DE ZERO A UM

CAPÍTULO 13: Vendo Verde

Peter Thiel com Blake Masters

A onda das cleantech atraiu bilhões e quase tudo virou cinza. O motivo, para Thiel, é simples: praticamente nenhuma daquelas empresas respondia bem às 7 perguntas que toda startup precisa acertar. Acreditavam que estar num setor em alta e ter uma causa nobre bastava. Não basta. Mercado quente não é tese, boa intenção não é engenharia, e quem foge de qualquer uma das 7 perguntas está apostando no escuro.

As 7 Perguntas

Toda startup precisa responder bem a sete: engenharia (avanço 10×?), timing (por que agora?), monopólio (começa dominando um nicho?), equipe (gente certa?), distribuição (sabe vender, não só fazer?), durabilidade (defensável em 10–20 anos?) e segredo (enxerga o que outros não veem?). Acertar uma ou duas não salva — a maioria das cleantech errou quase todas.

Regra: antes de empolgar-se com qualquer negócio (ou de investir nele), passe-o pelas 7 perguntas. As respostas honestas separam empresa de torcida.

Boa Causa Não É Tese

As cleantech confundiram missão nobre com modelo de negócio: queriam 'salvar o planeta' sem oferecer algo dramaticamente melhor que as alternativas existentes. Sem engenharia 10× e sem segredo, a bondade não sustenta empresa nenhuma. A Tesla foi a exceção justamente por responder às 7 perguntas, não por ser verde.

Sinal de alerta: quando o argumento de venda é a causa, e não o produto, desconfie — boas intenções costumam embrulhar negócios condenados.

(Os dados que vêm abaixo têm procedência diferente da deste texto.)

//! Main logger implementation

use super::{
    call_site::{BacktraceResolver, CallSite, CallSiteResolver},
    config::LoggerConfig,
    error::{LoggerError, Result},
    formatter::Formatter,
    log_context::FieldValue,
    log_entry::LogEntry,
    log_level::LogLevel,
    log_record::LogRecord,
    metrics::LoggerMetrics,
    structured_log::StructuredLog,
};
use crate::formatters::JsonFormatter;
use parking_lot::Mutex;
use std::error::Error;
use std::fmt;
use std::io::{self, Write};
use std::panic::{self, AssertUnwindSafe, Location};
use std::sync::Arc;

/// Written to the sink, without a trailing newline, in place of a record whose
/// formatter failed.
pub const FORMAT_FAILURE_NOTICE: &str = "error marshalling logEntry";

type Sink = Box<dyn Write + Send>;

/// State shared by a logger and every entry chained from it
///
/// Immutable after construction apart from the sink (serialized by its lock) and the
/// metric counters.
pub(crate) struct LoggerShared {
    min_level: LogLevel,
    sink: Mutex<Sink>,
    formatter: Box<dyn Formatter>,
    resolver: Box<dyn CallSiteResolver>,
    metrics: LoggerMetrics,
}

impl LoggerShared {
    pub(crate) fn min_level(&self) -> LogLevel {
        self.min_level
    }

    /// Resolve a call site; a panicking resolver yields an unresolved site.
    pub(crate) fn resolve(&self, caller: &'static Location<'static>) -> CallSite {
        panic::catch_unwind(AssertUnwindSafe(|| self.resolver.resolve(caller)))
            .unwrap_or_else(|_| CallSite::unresolved(caller))
    }

    /// Format and write one record.
    ///
    /// A successful record is two sink writes (body, then newline) under one lock
    /// acquisition. Formatter errors and panics write [`FORMAT_FAILURE_NOTICE`] instead.
    /// Nothing here propagates to the caller.
    pub(crate) fn write_record(&self, record: &LogRecord) {
        let body = match panic::catch_unwind(AssertUnwindSafe(|| self.formatter.format(record))) {
            Ok(Ok(body)) => Some(body),
            Ok(Err(_)) | Err(_) => {
                self.metrics.record_format_failure();
                None
            }
        };

        let written = panic::catch_unwind(AssertUnwindSafe(|| -> io::Result<()> {
            let mut sink = self.sink.lock();
            match body.as_deref() {
                Some(body) => {
                    sink.write_all(body.as_bytes())?;
                    sink.write_all(b"\n")
                }
                None => sink.write_all(FORMAT_FAILURE_NOTICE.as_bytes()),
            }
        }));

        match written {
            Ok(Ok(())) => {
                if body.is_some() {
                    self.metrics.record_written();
                }
            }
            Ok(Err(e)) => {
                self.metrics.record_write_failure();
                eprintln!("[LOGGER ERROR] Failed to write log record: {}", e);
            }
            Err(_) => {
                self.metrics.record_write_failure();
                eprintln!("[LOGGER CRITICAL] Sink panicked while writing a log record");
            }
        }
    }
}

/// Root of every logging chain
///
/// Cloning is cheap and clones share the sink, formatter, level and metrics.
///
/// # Example
///
/// ```
/// use rust_chain_logger::prelude::*;
///
/// let sink = BufferSink::new();
/// let logger = Logger::new(sink.clone(), "WARN");
///
/// logger.info("x");
/// assert!(sink.is_empty());
///
/// logger.error("y");
/// let record = &sink.records().unwrap()[0];
/// assert_eq!(record.level, LogLevel::Error);
/// assert_eq!(record.message, "y");
/// ```
#[derive(Clone)]
pub struct Logger {
    shared: Arc<LoggerShared>,
}

impl Logger {
    /// JSON logger writing to `sink`; an unrecognized `level` selects INFO.
    #[must_use]
    pub fn new<W: Write + Send + 'static>(sink: W, level: &str) -> Self {
        Self::builder().sink(sink).level_str(level).build()
    }

    /// Logger writing to `sink` through `formatter`; an unrecognized `level` selects INFO.
    #[must_use]
    pub fn with_formatter<W, F>(sink: W, formatter: F, level: &str) -> Self
    where
        W: Write + Send + 'static,
        F: Formatter + 'static,
    {
        Self::builder()
            .sink(sink)
            .formatter(formatter)
            .level_str(level)
            .build()
    }

    /// Logger described by `config`, writing to `sink`
    pub fn from_config<W: Write + Send + 'static>(config: &LoggerConfig, sink: W) -> Result<Self> {
        config.validate()?;
        Ok(Self::builder()
            .sink(sink)
            .level_str(&config.level)
            .boxed_formatter(config.formatter())
            .build())
    }

    #[must_use]
    pub fn builder() -> LoggerBuilder {
        LoggerBuilder::new()
    }

    pub fn level(&self) -> LogLevel {
        self.shared.min_level
    }

    pub fn formatter_name(&self) -> &str {
        self.shared.formatter.name()
    }

    pub fn resolver_name(&self) -> &str {
        self.shared.resolver.name()
    }

    /// Counters for records written and failures
    pub fn metrics(&self) -> &LoggerMetrics {
        &self.shared.metrics
    }

    pub fn flush(&self) -> Result<()> {
        self.shared
            .sink
            .lock()
            .flush()
            .map_err(|e| LoggerError::io_operation("flushing sink", "sink flush failed", e))
    }

    fn root_entry(&self) -> LogEntry {
        LogEntry::new(Arc::clone(&self.shared))
    }
}

impl StructuredLog for Logger {
    fn with_field_value(&self, key: String, value: FieldValue) -> LogEntry {
        self.root_entry().with_field_value(key, value)
    }

    #[track_caller]
    fn with_optional_error(&self, err: Option<&dyn Error>) -> LogEntry {
        self.root_entry().with_optional_error(err)
    }

    fn min_level(&self) -> LogLevel {
        self.shared.min_level
    }

    #[track_caller]
    fn log(&self, level: LogLevel, message: &str) {
        if !self.enabled(level) {
            return;
        }
        self.root_entry().log(level, message);
    }

    fn log_at(&self, level: LogLevel, call_site: CallSite, message: &str) {
        if !self.enabled(level) {
            return;
        }
        self.root_entry().log_at(level, call_site, message);
    }
}

impl Default for Logger {
    /// JSON logger at INFO that discards everything
    fn default() -> Self {
        Self::builder().build()
    }
}

impl fmt::Debug for Logger {
    fn fmt(&self, f: &mut fmt::Formatter<'_>) -> fmt::Result {
        f.debug_struct("Logger")
            .field("min_level", &self.shared.min_level)
            .field("formatter", &self.formatter_name())
            .field("resolver", &self.resolver_name())
            .finish()
    }
}

/// Builder for constructing Logger with a fluent API
///
/// Every part is optional: the sink defaults to discarding output, the formatter to
/// [`JsonFormatter`], the level to INFO and the resolver to [`BacktraceResolver`].
///
/// # Example
/// ```
/// use rust_chain_logger::prelude::*;
///
/// let logger = Logger::builder()
///     .min_level(LogLevel::Debug)
///     .sink(std::io::stdout())
///     .formatter(LogfmtFormatter::new())
///     .resolver(LocationResolver)
///     .build();
/// assert_eq!(logger.formatter_name(), "logfmt");
/// ```
pub struct LoggerBuilder {
    min_level: LogLevel,
    sink: Option<Sink>,
    formatter: Option<Box<dyn Formatter>>,
    resolver: Option<Box<dyn CallSiteResolver>>,
}

impl LoggerBuilder {
    /// Create a new builder with default values
    pub fn new() -> Self {
        Self {
            min_level: LogLevel::Info,
            sink: None,
            formatter: None,
            resolver: None,
        }
    }

    /// Set minimum log level
    #[must_use = "builder methods return a new value"]
    pub fn min_level(mut self, level: LogLevel) -> Self {
        self.min_level = level;
        self
    }

    /// Set minimum log level from its name; unrecognized names select INFO
    #[must_use = "builder methods return a new value"]
    pub fn level_str(mut self, level: &str) -> Self {
        self.min_level = LogLevel::parse_or_default(level);
        self
    }

    #[must_use = "builder methods return a new value"]
    pub fn sink<W: Write + Send + 'static>(mut self, sink: W) -> Self {
        self.sink = Some(Box::new(sink));
        self
    }

    #[must_use = "builder methods return a new value"]
    pub fn formatter<F: Formatter + 'static>(mut self, formatter: F) -> Self {
        self.formatter = Some(Box::new(formatter));
        self
    }

    #[must_use = "builder methods return a new value"]
    pub fn boxed_formatter(mut self, formatter: Box<dyn Formatter>) -> Self {
        self.formatter = Some(formatter);
        self
    }

    #[must_use = "builder methods return a new value"]
    pub fn resolver<R: CallSiteResolver + 'static>(mut self, resolver: R) -> Self {
        self.resolver = Some(Box::new(resolver));
        self
    }

    /// Build the Logger
    pub fn build(self) -> Logger {
        Logger {
            shared: Arc::new(LoggerShared {
                min_level: self.min_level,
                sink: Mutex::new(self.sink.unwrap_or_else(|| Box::new(io::sink()))),
                formatter: self
                    .formatter
                    .unwrap_or_else(|| Box::new(JsonFormatter::new())),
                resolver: self
                    .resolver
                    .unwrap_or_else(|| Box::new(BacktraceResolver::new())),
                metrics: LoggerMetrics::new(),
            }),
        }
    }
}

impl Default for LoggerBuilder {
    fn default() -> Self {
        Self::new()
    }
}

Lições-Chave do Capítulo 13

  • As 7 perguntas (engenharia, timing, monopólio, equipe, distribuição, durabilidade, segredo) são o teste decisivo de qualquer startup.
  • Acertar uma ou duas não basta — é preciso ir bem na maioria, como fez a Tesla e quase nenhuma cleantech.
  • Estar num setor da moda não responde nenhuma das 7 perguntas; mercado quente não é tese, causa nobre não é modelo.